By D’Aaliyah Johnson & Matthew Trenne
Introduction:
We were selected to be in the “Cancer and Immunity” research stream led by Dr. Land here at the Minnesota State University, Mankato. The primary purpose of this research is to determine how specific MiRNAs interact with proteins to lead to the development of cancer. MiRNA are small fragments of RNA molecules that affect how genes are expressed. We are specifically looking at the genes Hsa-Mir-4297 and Hsa-Mir-12072p. So far in the labs that we have successfully completed we have established a strong control that we will be using as we continue throughout this semester and next.
Specific Content:
So far, we have been experiencing a few bumps in the road regarding our research. Our first lab was DNA isolation, where our goal was to isolate DNA from about one or two million cells. Towards the end of our DNA isolation lab, while we were completing the DNA precipitation, we noticed that the DNA’s pellet was no longer visible once we added 70% ethanol and inverted the tube to wash the pellet. We hoped that it was because the pellet was really clean; therefore, it became translucent, so we continued on with the lab and completed the DNA hydration.
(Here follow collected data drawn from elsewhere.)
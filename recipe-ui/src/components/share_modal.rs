//! Share Modal Component
//!
//! Public/private toggle and copyable share link for a recipe.

use leptos::*;
use wasm_bindgen::JsCast;

use recipe_manager::display::share_url;
use recipe_manager::models::Recipe;

use crate::api;

/// How long the copy button reads "Copied!"
const COPIED_RESET_MS: u32 = 2000;

#[component]
pub fn ShareModal(
    recipe: Recipe,
    #[prop(into)]
    on_close: Callback<()>,
    /// Receives the recipe after its sharing state changed
    #[prop(into)]
    on_update: Callback<Recipe>,
) -> impl IntoView {
    let recipe_id = recipe.id;
    let (is_public, set_is_public) = create_signal(recipe.is_public);
    let (token, set_token) = create_signal(recipe.share_token.clone());
    let (busy, set_busy) = create_signal(false);
    let (copied, set_copied) = create_signal(false);
    let (error, set_error) = create_signal(None::<String>);

    let link = move || {
        let origin = window().location().origin().ok()?;
        visible_link(is_public.get(), &origin, token.get().as_deref())
    };

    let toggle = move |_| {
        set_busy.set(true);
        set_error.set(None);
        let change = ShareChange::from_current(is_public.get_untracked());
        spawn_local(async move {
            let result = match change {
                ShareChange::MakePublic => api::share_recipe(recipe_id).await,
                ShareChange::MakePrivate => api::unshare_recipe(recipe_id).await,
            };
            match result {
                Ok(updated) => {
                    set_is_public.set(updated.is_public);
                    set_token.set(updated.share_token.clone());
                    on_update.call(updated);
                }
                Err(e) => set_error.set(Some(e)),
            }
            set_busy.set(false);
        });
    };

    let copy = move |_| {
        let Some(text) = link() else {
            return;
        };
        spawn_local(async move {
            match copy_to_clipboard(&text).await {
                Ok(()) => flash_copied(set_copied),
                Err(_) => set_error.set(Some("Failed to copy link".to_string())),
            }
        });
    };

    view! {
        <div class="fixed inset-0 bg-black/50 flex items-center justify-center z-50">
            <div class="bg-white rounded-lg shadow-xl p-6 w-full max-w-md">
                <div class="flex items-center justify-between mb-4">
                    <h2 class="text-xl font-bold">"Share Recipe"</h2>
                    <button on:click=move |_| on_close.call(()) class="text-gray-500 hover:text-gray-800">
                        "✕"
                    </button>
                </div>

                <div class="flex items-center justify-between mb-4">
                    <span class="text-gray-700">
                        {move || if is_public.get() { "This recipe is public" } else { "This recipe is private" }}
                    </span>
                    <button
                        on:click=toggle
                        disabled=move || busy.get()
                        class="px-4 py-2 rounded-lg bg-primary-600 hover:bg-primary-700 text-white disabled:bg-gray-400"
                    >
                        {move || ShareChange::from_current(is_public.get()).label()}
                    </button>
                </div>

                {move || link().map(|url| view! {
                    <div class="flex space-x-2">
                        <input
                            type="text"
                            readonly=true
                            value=url
                            class="flex-1 border border-gray-300 rounded-lg px-3 py-2 text-sm"
                        />
                        <button
                            on:click=copy
                            class="px-4 py-2 rounded-lg bg-gray-200 hover:bg-gray-300"
                        >
                            {move || copy_label(copied.get())}
                        </button>
                    </div>
                })}

                {move || error.get().map(|e| view! {
                    <p class="mt-3 text-sm text-red-600">{e}</p>
                })}
            </div>
        </div>
    }
}

/// The toggle button's effect for the recipe's current state
#[derive(Debug, Clone, Copy, PartialEq, Eq)]
enum ShareChange {
    MakePublic,
    MakePrivate,
}

impl ShareChange {
    fn from_current(is_public: bool) -> Self {
        if is_public {
            ShareChange::MakePrivate
        } else {
            ShareChange::MakePublic
        }
    }

    fn label(&self) -> &'static str {
        match self {
            ShareChange::MakePublic => "Make Public",
            ShareChange::MakePrivate => "Make Private",
        }
    }
}

/// Share link to display; private recipes and missing tokens show none
fn visible_link(is_public: bool, origin: &str, token: Option<&str>) -> Option<String> {
    if !is_public {
        return None;
    }
    token.map(|t| share_url(origin, t))
}

fn copy_label(copied: bool) -> &'static str {
    if copied {
        "Copied!"
    } else {
        "Copy"
    }
}

/// Mark the link copied, then reset after `COPIED_RESET_MS`
fn flash_copied(set_copied: WriteSignal<bool>) {
    set_copied.set(true);
    gloo_timers::callback::Timeout::new(COPIED_RESET_MS, move || {
        set_copied.set(false);
    })
    .forget();
}

/// `navigator.clipboard.writeText`, looked up dynamically
async fn copy_to_clipboard(text: &str) -> Result<(), wasm_bindgen::JsValue> {
    let navigator = window().navigator();
    let clipboard = js_sys::Reflect::get(&navigator, &"clipboard".into())?;
    let write_text = js_sys::Reflect::get(&clipboard, &"writeText".into())?
        .dyn_into::<js_sys::Function>()?;
    let promise = write_text
        .call1(&clipboard, &text.into())?
        .dyn_into::<js_sys::Promise>()?;
    wasm_bindgen_futures::JsFuture::from(promise).await?;
    Ok(())
}

#[cfg(test)]
mod tests {
    use super::*;

    #[test]
    fn test_toggle_flips_sharing() {
        assert_eq!(ShareChange::from_current(false), ShareChange::MakePublic);
        assert_eq!(ShareChange::from_current(true), ShareChange::MakePrivate);
        assert_eq!(ShareChange::from_current(false).label(), "Make Public");
        assert_eq!(ShareChange::from_current(true).label(), "Make Private");
    }

    #[test]
    fn test_link_only_for_public_recipes() {
        assert_eq!(
            visible_link(true, "https://recipes.example.com", Some("tok123")),
            Some("https://recipes.example.com/share/tok123".to_string())
        );
        assert_eq!(visible_link(false, "https://recipes.example.com", Some("tok123")), None);
        assert_eq!(visible_link(true, "https://recipes.example.com", None), None);
    }

    #[test]
    fn test_copy_label() {
        assert_eq!(copy_label(false), "Copy");
        assert_eq!(copy_label(true), "Copied!");
        assert_eq!(COPIED_RESET_MS, 2000);
    }
}

#[cfg(all(test, target_arch = "wasm32"))]
mod browser_tests {
    use super::*;
    use gloo_timers::future::TimeoutFuture;
    use wasm_bindgen_test::*;

    wasm_bindgen_test_configure!(run_in_browser);

    #[wasm_bindgen_test]
    async fn copied_resets_after_two_seconds() {
        let runtime = create_runtime();
        let (copied, set_copied) = create_signal(false);

        flash_copied(set_copied);
        assert!(copied.get_untracked());

        TimeoutFuture::new(COPIED_RESET_MS / 2).await;
        assert!(copied.get_untracked());

        TimeoutFuture::new(COPIED_RESET_MS).await;
        assert!(!copied.get_untracked());

        runtime.dispose();
    }
}
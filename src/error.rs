//! Client Error Types
//!
//! Every failure talking to the backend ends up as a [`ClientError`] whose
//! `Display` is fit to show to a user.

use thiserror::Error;

use crate::forms::ValidationError;
use crate::session::SessionError;

/// Result type for client operations
pub type ClientResult<T> = Result<T, ClientError>;

#[derive(Error, Debug)]
pub enum ClientError {
    #[error("Cannot reach the recipe server at {0}")]
    Unavailable(String),

    #[error("Request timeout")]
    Timeout,

    #[error("Request failed: {0}")]
    Request(#[from] reqwest::Error),

    /// Non-2xx response; the message is the backend's `detail` or a fallback
    #[error("{message}")]
    Api { status: u16, message: String },

    #[error("Invalid response: {0}")]
    Decode(String),

    #[error(transparent)]
    Session(#[from] SessionError),

    #[error("IO error: {0}")]
    Io(#[from] std::io::Error),

    #[error(transparent)]
    Validation(#[from] ValidationError),
}

impl ClientError {
    pub fn status(&self) -> Option<u16> {
        match self {
            ClientError::Api { status, .. } => Some(*status),
            _ => None,
        }
    }

    pub fn is_unauthorized(&self) -> bool {
        self.status() == Some(401)
    }

    pub fn is_not_found(&self) -> bool {
        self.status() == Some(404)
    }
}

#[cfg(test)]
mod tests {
    use super::*;

    #[test]
    fn test_api_error_displays_message() {
        let err = ClientError::Api {
            status: 401,
            message: "Incorrect email or password".to_string(),
        };
        assert_eq!(err.to_string(), "Incorrect email or password");
        assert!(err.is_unauthorized());
        assert!(!err.is_not_found());
    }
}
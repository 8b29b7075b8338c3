//! Display Helpers
//!
//! Pure presentation rules shared by the frontend components and the CLI:
//! star ratings, durations, image and share URLs.

/// Fill level of a single star
#[derive(Debug, Clone, Copy, PartialEq, Eq)]
pub enum StarFill {
    Full,
    Half,
    Empty,
}

/// Star widget size
#[derive(Debug, Clone, Copy, PartialEq, Eq, Default)]
pub enum StarSize {
    Small,
    #[default]
    Medium,
    Large,
}

impl StarSize {
    pub fn class(&self) -> &'static str {
        match self {
            StarSize::Small => "w-4 h-4",
            StarSize::Medium => "w-5 h-5",
            StarSize::Large => "w-6 h-6",
        }
    }
}

pub const DEFAULT_MAX_STARS: u32 = 5;

/// Fill of each star for a rating; absent rating shows all empty
pub fn star_fills(rating: Option<f64>, max: u32) -> Vec<StarFill> {
    let rating = rating.unwrap_or(0.0);
    (1..=max)
        .map(|star| {
            let star = star as f64;
            if rating >= star {
                StarFill::Full
            } else if rating >= star - 0.5 {
                StarFill::Half
            } else {
                StarFill::Empty
            }
        })
        .collect()
}

/// Text next to the stars: "0" for zero, one decimal otherwise
pub fn rating_text(rating: Option<f64>) -> Option<String> {
    match rating {
        None => None,
        Some(r) if r == 0.0 => Some("0".to_string()),
        Some(r) => Some(format!("{:.1}", r)),
    }
}

/// Accessible label of the n-th star
pub fn star_label(n: u32) -> String {
    if n == 1 {
        "1 star".to_string()
    } else {
        format!("{} stars", n)
    }
}

/// "25 min", or hours and minutes past an hour
pub fn format_minutes(minutes: u32) -> String {
    if minutes < 60 {
        return format!("{} min", minutes);
    }
    let hours = minutes / 60;
    let rest = minutes % 60;
    if rest == 0 {
        format!("{} hr", hours)
    } else {
        format!("{} hr {} min", hours, rest)
    }
}

/// Resolve a stored image reference against the API base.
///
/// Absolute URLs pass through, paths are joined to the base, blank is none.
pub fn image_url(api_base: &str, stored: Option<&str>) -> Option<String> {
    let stored = stored.map(str::trim).filter(|s| !s.is_empty())?;
    if stored.starts_with("http://") || stored.starts_with("https://") {
        return Some(stored.to_string());
    }
    let base = api_base.trim_end_matches('/');
    if stored.starts_with('/') {
        Some(format!("{}{}", base, stored))
    } else {
        Some(format!("{}/{}", base, stored))
    }
}

/// Public link for a share token
pub fn share_url(origin: &str, token: &str) -> String {
    format!("{}/share/{}", origin.trim_end_matches('/'), token)
}

/// Ingredient line: "2 cups Flour"
pub fn ingredient_line(name: &str, amount: Option<&str>, unit: Option<&str>) -> String {
    [amount.unwrap_or(""), unit.unwrap_or(""), name]
        .iter()
        .map(|s| s.trim())
        .filter(|s| !s.is_empty())
        .collect::<Vec<_>>()
        .join(" ")
}

#[cfg(test)]
mod tests {
    use super::*;

    #[test]
    fn test_star_fills() {
        use StarFill::*;
        assert_eq!(star_fills(None, 5), vec![Empty; 5]);
        assert_eq!(star_fills(Some(4.0), 5), vec![Full, Full, Full, Full, Empty]);
        assert_eq!(star_fills(Some(3.5), 5), vec![Full, Full, Full, Half, Empty]);
        assert_eq!(star_fills(Some(3.0), 10).len(), 10);
    }

    #[test]
    fn test_rating_text() {
        assert_eq!(rating_text(None), None);
        assert_eq!(rating_text(Some(0.0)).as_deref(), Some("0"));
        assert_eq!(rating_text(Some(5.0)).as_deref(), Some("5.0"));
        assert_eq!(rating_text(Some(4.5)).as_deref(), Some("4.5"));
        assert_eq!(rating_text(Some(0.1)).as_deref(), Some("0.1"));
    }

    #[test]
    fn test_star_labels() {
        assert_eq!(star_label(1), "1 star");
        assert_eq!(star_label(3), "3 stars");
        assert_eq!(StarSize::default().class(), "w-5 h-5");
    }

    #[test]
    fn test_format_minutes() {
        assert_eq!(format_minutes(25), "25 min");
        assert_eq!(format_minutes(60), "1 hr");
        assert_eq!(format_minutes(95), "1 hr 35 min");
    }

    #[test]
    fn test_image_url() {
        let base = "http://localhost:8000/";
        assert_eq!(
            image_url(base, Some("https://example.com/recipe.jpg")).as_deref(),
            Some("https://example.com/recipe.jpg")
        );
        assert_eq!(
            image_url(base, Some("/uploads/a.png")).as_deref(),
            Some("http://localhost:8000/uploads/a.png")
        );
        assert_eq!(image_url(base, Some("  ")), None);
        assert_eq!(image_url(base, None), None);
    }

    #[test]
    fn test_share_url_and_ingredient_line() {
        assert_eq!(
            share_url("http://localhost:3000/", "abc-123"),
            "http://localhost:3000/share/abc-123"
        );
        assert_eq!(ingredient_line("Salt", None, Some("pinch")), "pinch Salt");
    }
}
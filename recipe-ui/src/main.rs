//! Recipe Manager Web App
//!
//! Browser front end for recipes, meal plans and grocery lists, built with
//! Leptos (WASM). Validation, planner layout and display rules come from the
//! shared `recipe-manager` crate; this crate only renders and calls the API.

use leptos::*;

mod api;
mod app;
mod components;
mod pages;
mod state;

fn main() {
    console_error_panic_hook::set_once();

    mount_to_body(|| view! { <app::App /> });
}
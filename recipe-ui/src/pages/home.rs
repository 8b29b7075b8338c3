//! Home Page
//!
//! Recipe list with debounced search and category filter.

use leptos::*;
use leptos_router::*;

use recipe_manager::display::format_minutes;
use recipe_manager::models::{Category, Recipe};
use recipe_manager::search::{Debouncer, SearchState, SEARCH_DEBOUNCE_MS};

use crate::api;
use crate::components::{ErrorMessage, Loading, RecipeImage, StarRating};

#[component]
pub fn Home() -> impl IntoView {
    let search = create_rw_signal(SearchState::default());
    let debouncer = store_value(Debouncer::new());
    let (recipes, set_recipes) = create_signal(Vec::<Recipe>::new());
    let (categories, set_categories) = create_signal(Vec::<Category>::new());
    let (loading, set_loading) = create_signal(true);
    let (error, set_error) = create_signal(None::<String>);

    let load = move || {
        let query = search.get_untracked().query();
        set_loading.set(true);
        spawn_local(async move {
            match api::find_recipes(&query).await {
                Ok(list) => {
                    set_recipes.set(list);
                    set_error.set(None);
                }
                Err(e) => set_error.set(Some(e)),
            }
            set_loading.set(false);
        });
    };

    // Categories once, recipes on mount
    create_effect(move |_| {
        spawn_local(async move {
            if let Ok(list) = api::fetch_categories().await {
                set_categories.set(list);
            }
        });
        load();
    });

    // Any change restarts the delay; only the latest one fetches
    let schedule = move || {
        let mut ticket = 0;
        debouncer.update_value(|d| ticket = d.bump());
        gloo_timers::callback::Timeout::new(SEARCH_DEBOUNCE_MS, move || {
            if debouncer.with_value(|d| d.is_current(ticket)) {
                load();
            }
        })
        .forget();
    };

    let on_term = move |ev: web_sys::Event| {
        let value = event_target_value(&ev);
        search.update(|s| s.term = value);
        schedule();
    };

    let on_category = move |ev: web_sys::Event| {
        let value = event_target_value(&ev);
        search.update(|s| s.category_id = value.parse().ok());
        schedule();
    };

    let clear_filters = move |_: web_sys::MouseEvent| {
        search.update(|s| s.clear());
        schedule();
    };

    view! {
        <div class="space-y-6">
            <div class="flex items-center justify-between">
                <h1 class="text-3xl font-bold">"Recipes"</h1>
            </div>

            <div class="flex flex-wrap gap-3">
                <input
                    type="search"
                    placeholder="Search recipes..."
                    prop:value=move || search.with(|s| s.term.clone())
                    on:input=on_term
                    class="flex-1 min-w-[200px] border border-gray-300 rounded-lg px-4 py-2"
                />
                <select
                    on:change=on_category
                    prop:value=move || search.with(|s| s.category_id.map(|id| id.to_string()).unwrap_or_default())
                    class="border border-gray-300 rounded-lg px-4 py-2"
                >
                    <option value="">"All Categories"</option>
                    {move || categories.get().into_iter().map(|c| view! {
                        <option value=c.id.to_string()>{c.name}</option>
                    }).collect_view()}
                </select>
                <Show when=move || search.with(|s| s.is_filtered())>
                    <button
                        on:click=clear_filters
                        class="px-4 py-2 text-gray-600 hover:text-gray-900"
                    >
                        "Clear filters"
                    </button>
                </Show>
            </div>

            {move || {
                let term = search.with(|s| s.term.trim().to_string());
                (!term.is_empty() && !loading.get()).then(|| view! {
                    <p class="text-gray-600">{search.with(|s| s.summary(recipes.with(|r| r.len())))}</p>
                })
            }}

            {move || error.get().map(|e| view! { <ErrorMessage message=e /> })}

            <Show when=move || !loading.get() fallback=|| view! { <Loading /> }>
                <Show
                    when=move || recipes.with(|r| !r.is_empty())
                    fallback=|| view! {
                        <div class="text-center py-12 text-gray-500">"No recipes found."</div>
                    }
                >
                    <div class="grid grid-cols-1 md:grid-cols-2 lg:grid-cols-3 gap-6">
                        <For
                            each=move || recipes.get()
                            key=|r| r.id
                            children=move |recipe| view! { <RecipeCard recipe=recipe /> }
                        />
                    </div>
                </Show>
            </Show>
        </div>
    }
}

#[component]
fn RecipeCard(recipe: Recipe) -> impl IntoView {
    let total = recipe.total_time();

    view! {
        <A href=format!("/recipes/{}", recipe.id) class="block bg-white rounded-lg shadow hover:shadow-md transition-shadow overflow-hidden">
            <RecipeImage stored=recipe.image_url.clone() alt=recipe.title.clone() />
            <div class="p-4 space-y-2">
                <h2 class="text-lg font-semibold">{recipe.title.clone()}</h2>
                {recipe.description.clone().map(|d| view! {
                    <p class="text-sm text-gray-600 line-clamp-2">{d}</p>
                })}
                <div class="flex items-center justify-between text-sm text-gray-500">
                    <span>{recipe.category.as_ref().map(|c| c.name.clone()).unwrap_or_default()}</span>
                    {(total > 0).then(|| view! { <span>{format_minutes(total)}</span> })}
                </div>
                <StarRating rating=recipe.rating size=recipe_manager::display::StarSize::Small />
            </div>
        </A>
    }
}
In the next lab, we had to do a PCR amplification. At the beginning of this lab, we nano dropped our clean DNA to determine the concentration. Our ratios were slightly off, making us hypothesize that we had an excess amount of salt in our DNA. We decided to continue on with the lab and create a master mix for our PCR in hopes that the extra salt would not affect our results.
Next, we had to make and load agarose gel for our DNA, whose expected band size is 200-300bp. This is where we experienced the most complications. The first gel that we ran showed great bands for the ladder that we loaded, nothing for the control — which was expected — and nothing for the DNA — which was a problem. We figured that it was because of the excess salt in our DNA, so we followed a protocol to clean the DNA and tried the gel again. Unfortunately, we ran into the same problem with this fresh gel that we experienced with our old gel.
Due to suspected complications with the DNA, we decided to redo the labs, going all the way back to DNA isolation. This time around, we had a lot more DNA when we nano dropped it, so we decided to dilute it. After diluting the DNA, we made another gel and loaded it, and our bands were nonexistent once again. We figured that it was because we did not nanodrop the diluted DNA to see if we had to dilute it some more, so we did that, and the numbers came out perfect.
We decided to make a new master mix using different forward and reverse primers and load a fresh gel. This time we were proud to see the correct size bands of about 200-300bp. As seen in figure 3 well one had our ladder, well 2 was blank, well 3 had our DNA sample, well four was blank, well 5 had the water control, well 6 was blank, and well 7 had another ladder.
Conclusion/Reflection:
We have had a few setbacks in the lab, which is expected while doing research. We believe that those setbacks were due to the primers we have been using for the gels and not the issues with our DNA concentration. This was proven to be true when we switched out our primers with another group and finally saw the expected bands for our 425 DNA on the electrophoresis. We are happy to move on in the research process and hope that we can successfully test our miRNA in the next couple of weeks.